+++ Excerpted data
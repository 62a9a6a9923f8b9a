//! Per-tenant token bucket rate limiting.
//!
//! Each tenant owns one bucket behind its own mutex. Refill is computed lazily
//! on acquire, so there is no background timer and tenants never contend on a
//! shared lock.

use dashmap::DashMap;
use gateway_core::{GatewayError, RateLimitSettings};
use parking_lot::Mutex;
use std::sync::Arc;
use std::time::Duration;
use tokio::time::Instant;
use tracing::debug;

/// Token bucket for a single tenant.
///
/// `0 <= tokens <= capacity` holds after every operation.
#[derive(Debug, Clone)]
pub struct TokenBucket {
    capacity: f64,
    refill_per_sec: f64,
    tokens: f64,
    last_refill: Instant,
}

impl TokenBucket {
    /// Create a full bucket
    #[must_use]
    pub fn new(settings: RateLimitSettings, now: Instant) -> Self {
        let capacity = settings.capacity.max(0.0);
        Self {
            capacity,
            refill_per_sec: settings.refill_per_sec.max(0.0),
            tokens: capacity,
            last_refill: now,
        }
    }

    /// Add tokens for the time elapsed since the last refill
    pub fn refill(&mut self, now: Instant) {
        let elapsed = now.saturating_duration_since(self.last_refill).as_secs_f64();
        self.tokens = elapsed
            .mul_add(self.refill_per_sec, self.tokens)
            .min(self.capacity);
        self.last_refill = self.last_refill.max(now);
    }

    /// Take one token.
    ///
    /// # Errors
    /// Returns the time until a token will be available
    pub fn try_take(&mut self, now: Instant) -> Result<(), Duration> {
        self.refill(now);
        if self.tokens >= 1.0 {
            self.tokens -= 1.0;
            Ok(())
        } else {
            Err(self.time_until_token())
        }
    }

    fn time_until_token(&self) -> Duration {
        if self.refill_per_sec <= 0.0 {
            return Duration::MAX;
        }
        let deficit = 1.0 - self.tokens;
        Duration::try_from_secs_f64(deficit / self.refill_per_sec).unwrap_or(Duration::MAX)
    }

    /// Tokens currently available, after refilling to `now`
    #[must_use]
    pub fn available(&self, now: Instant) -> f64 {
        let mut preview = self.clone();
        preview.refill(now);
        preview.tokens
    }

    /// Burst capacity
    #[must_use]
    pub fn capacity(&self) -> f64 {
        self.capacity
    }
}

/// Rate limiter holding one bucket per tenant
#[derive(Debug, Default)]
pub struct RateLimiter {
    buckets: DashMap<String, Arc<Mutex<TokenBucket>>>,
}

impl RateLimiter {
    /// Create an empty limiter
    #[must_use]
    pub fn new() -> Self {
        Self::default()
    }

    fn bucket(&self, tenant_id: &str, settings: RateLimitSettings) -> Arc<Mutex<TokenBucket>> {
        if let Some(bucket) = self.buckets.get(tenant_id) {
            return Arc::clone(bucket.value());
        }
        Arc::clone(
            self.buckets
                .entry(tenant_id.to_string())
                .or_insert_with(|| Arc::new(Mutex::new(TokenBucket::new(settings, Instant::now()))))
                .value(),
        )
    }

    /// Admit one request for a tenant.
    ///
    /// The bucket is created full on the tenant's first request using
    /// `settings`; later calls reuse it.
    ///
    /// # Errors
    /// Returns `GatewayError::RateLimited` with the time until a token refills
    pub fn try_acquire(
        &self,
        tenant_id: &str,
        settings: RateLimitSettings,
    ) -> Result<(), GatewayError> {
        let bucket = self.bucket(tenant_id, settings);
        let result = bucket.lock().try_take(Instant::now());
        result.map_err(|retry_after| {
            debug!(
                tenant = %tenant_id,
                retry_after_ms = retry_after.as_millis() as u64,
                "Rate limit exceeded"
            );
            GatewayError::rate_limited(tenant_id, retry_after)
        })
    }

    /// Tokens available to a tenant, if it has a bucket
    #[must_use]
    pub fn available(&self, tenant_id: &str) -> Option<f64> {
        let bucket = self.buckets.get(tenant_id).map(|b| Arc::clone(b.value()))?;
        let available = bucket.lock().available(Instant::now());
        Some(available)
    }

    /// Tenants that have a bucket
    #[must_use]
    pub fn tenants(&self) -> Vec<String> {
        let mut tenants: Vec<String> = self.buckets.iter().map(|b| b.key().clone()).collect();
        tenants.sort();
        tenants
    }
}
++++++
**The problem**
All lines above from the one containing "pub fn new()" to the one containing "return Arc::clone(bucket.value());" must be repeated exactly, both lines included, and no others.

**Written answer**
    pub fn new() -> Self {
        Self::default()
    }

    fn bucket(&self, tenant_id: &str, settings: RateLimitSettings) -> Arc<Mutex<TokenBucket>> {
        if let Some(bucket) = self.buckets.get(tenant_id) {
            return Arc::clone(bucket.value());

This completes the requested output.